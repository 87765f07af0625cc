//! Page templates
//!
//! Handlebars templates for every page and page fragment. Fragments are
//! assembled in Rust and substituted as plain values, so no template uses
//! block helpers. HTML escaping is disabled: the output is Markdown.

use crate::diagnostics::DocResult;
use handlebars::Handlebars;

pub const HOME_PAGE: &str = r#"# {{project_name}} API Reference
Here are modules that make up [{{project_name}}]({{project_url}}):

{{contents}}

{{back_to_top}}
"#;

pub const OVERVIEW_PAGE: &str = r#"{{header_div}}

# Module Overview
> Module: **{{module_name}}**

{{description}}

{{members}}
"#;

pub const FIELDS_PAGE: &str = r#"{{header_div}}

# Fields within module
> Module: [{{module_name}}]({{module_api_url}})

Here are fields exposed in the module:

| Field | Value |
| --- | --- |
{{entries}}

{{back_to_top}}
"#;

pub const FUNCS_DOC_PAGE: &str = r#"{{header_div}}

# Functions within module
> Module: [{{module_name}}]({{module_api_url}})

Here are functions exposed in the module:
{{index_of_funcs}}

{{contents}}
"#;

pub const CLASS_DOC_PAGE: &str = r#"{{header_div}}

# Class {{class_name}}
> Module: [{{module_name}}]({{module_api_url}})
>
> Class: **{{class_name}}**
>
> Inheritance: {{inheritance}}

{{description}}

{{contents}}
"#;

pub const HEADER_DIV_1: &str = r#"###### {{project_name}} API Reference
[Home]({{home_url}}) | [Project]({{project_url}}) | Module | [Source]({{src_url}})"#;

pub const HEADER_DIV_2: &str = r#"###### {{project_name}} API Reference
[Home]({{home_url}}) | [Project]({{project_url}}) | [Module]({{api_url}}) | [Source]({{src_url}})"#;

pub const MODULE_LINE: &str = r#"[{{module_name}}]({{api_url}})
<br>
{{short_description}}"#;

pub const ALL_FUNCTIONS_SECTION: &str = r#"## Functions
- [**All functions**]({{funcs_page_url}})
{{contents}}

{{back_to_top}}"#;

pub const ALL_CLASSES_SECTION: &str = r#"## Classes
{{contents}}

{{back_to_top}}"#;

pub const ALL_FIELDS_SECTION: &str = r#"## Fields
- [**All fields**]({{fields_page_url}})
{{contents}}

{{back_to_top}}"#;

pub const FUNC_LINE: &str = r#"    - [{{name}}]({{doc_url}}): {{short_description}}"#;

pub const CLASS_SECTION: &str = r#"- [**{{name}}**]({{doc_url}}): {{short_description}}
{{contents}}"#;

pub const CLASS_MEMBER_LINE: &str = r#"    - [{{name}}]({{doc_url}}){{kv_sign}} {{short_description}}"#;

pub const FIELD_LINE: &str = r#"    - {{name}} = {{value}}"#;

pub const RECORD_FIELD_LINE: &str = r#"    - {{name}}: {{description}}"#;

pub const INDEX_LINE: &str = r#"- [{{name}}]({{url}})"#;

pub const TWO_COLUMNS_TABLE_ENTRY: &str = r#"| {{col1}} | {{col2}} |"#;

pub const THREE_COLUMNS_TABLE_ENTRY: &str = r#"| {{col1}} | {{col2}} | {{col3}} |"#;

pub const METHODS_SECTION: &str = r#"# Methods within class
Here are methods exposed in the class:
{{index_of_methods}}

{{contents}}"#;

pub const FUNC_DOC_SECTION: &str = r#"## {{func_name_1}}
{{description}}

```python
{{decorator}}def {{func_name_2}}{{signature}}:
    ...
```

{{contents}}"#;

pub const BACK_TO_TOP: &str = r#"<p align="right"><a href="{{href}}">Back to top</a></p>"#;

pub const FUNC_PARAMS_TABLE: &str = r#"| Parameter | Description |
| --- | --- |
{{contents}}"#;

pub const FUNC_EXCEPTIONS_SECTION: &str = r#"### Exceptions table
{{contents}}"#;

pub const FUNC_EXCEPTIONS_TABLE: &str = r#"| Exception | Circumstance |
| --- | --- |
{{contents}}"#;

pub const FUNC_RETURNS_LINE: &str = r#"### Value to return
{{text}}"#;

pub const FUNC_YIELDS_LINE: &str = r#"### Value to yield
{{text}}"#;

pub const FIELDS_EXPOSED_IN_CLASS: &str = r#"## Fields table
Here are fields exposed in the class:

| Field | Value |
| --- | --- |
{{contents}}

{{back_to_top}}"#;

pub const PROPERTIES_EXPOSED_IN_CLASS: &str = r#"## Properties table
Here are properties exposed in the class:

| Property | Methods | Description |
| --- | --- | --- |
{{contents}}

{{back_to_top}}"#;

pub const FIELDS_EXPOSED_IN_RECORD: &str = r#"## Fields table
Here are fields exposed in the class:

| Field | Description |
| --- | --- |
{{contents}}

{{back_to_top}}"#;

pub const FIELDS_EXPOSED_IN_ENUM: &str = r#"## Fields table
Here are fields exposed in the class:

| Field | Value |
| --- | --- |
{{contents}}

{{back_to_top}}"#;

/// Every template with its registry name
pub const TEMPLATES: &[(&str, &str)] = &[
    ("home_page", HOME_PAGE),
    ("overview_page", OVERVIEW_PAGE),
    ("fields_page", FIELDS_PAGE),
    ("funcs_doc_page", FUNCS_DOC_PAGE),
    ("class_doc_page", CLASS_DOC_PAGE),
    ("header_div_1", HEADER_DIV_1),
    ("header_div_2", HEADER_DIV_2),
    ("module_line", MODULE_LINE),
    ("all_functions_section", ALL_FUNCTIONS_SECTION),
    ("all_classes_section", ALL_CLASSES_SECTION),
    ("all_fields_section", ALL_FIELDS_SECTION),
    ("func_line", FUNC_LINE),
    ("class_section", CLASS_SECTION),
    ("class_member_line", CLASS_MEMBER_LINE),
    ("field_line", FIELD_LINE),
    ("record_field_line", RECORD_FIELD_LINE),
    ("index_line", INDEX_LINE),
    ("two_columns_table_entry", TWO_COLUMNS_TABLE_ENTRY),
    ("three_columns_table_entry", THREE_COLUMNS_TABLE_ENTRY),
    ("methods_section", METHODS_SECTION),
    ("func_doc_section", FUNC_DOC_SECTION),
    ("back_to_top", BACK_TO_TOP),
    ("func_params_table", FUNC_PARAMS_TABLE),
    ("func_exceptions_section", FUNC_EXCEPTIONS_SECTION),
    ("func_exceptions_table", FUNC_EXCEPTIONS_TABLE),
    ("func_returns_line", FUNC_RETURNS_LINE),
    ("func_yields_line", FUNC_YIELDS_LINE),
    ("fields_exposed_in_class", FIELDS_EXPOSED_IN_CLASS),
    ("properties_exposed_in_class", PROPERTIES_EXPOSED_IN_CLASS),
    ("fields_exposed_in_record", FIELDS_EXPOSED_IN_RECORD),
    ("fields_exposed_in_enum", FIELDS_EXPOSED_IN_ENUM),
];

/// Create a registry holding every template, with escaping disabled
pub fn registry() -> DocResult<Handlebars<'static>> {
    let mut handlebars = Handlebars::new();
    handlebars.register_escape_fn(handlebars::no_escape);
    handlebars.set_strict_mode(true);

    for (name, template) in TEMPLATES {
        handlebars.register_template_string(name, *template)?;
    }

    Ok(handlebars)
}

» **Description of the task**
Within the entries, find all lines holding "Reference" and copy each one.

» **Expected answer**
pub const HOME_PAGE: &str = r#"# {{project_name}} API Reference
pub const HEADER_DIV_1: &str = r#"###### {{project_name}} API Reference
pub const HEADER_DIV_2: &str = r#"###### {{project_name}} API Reference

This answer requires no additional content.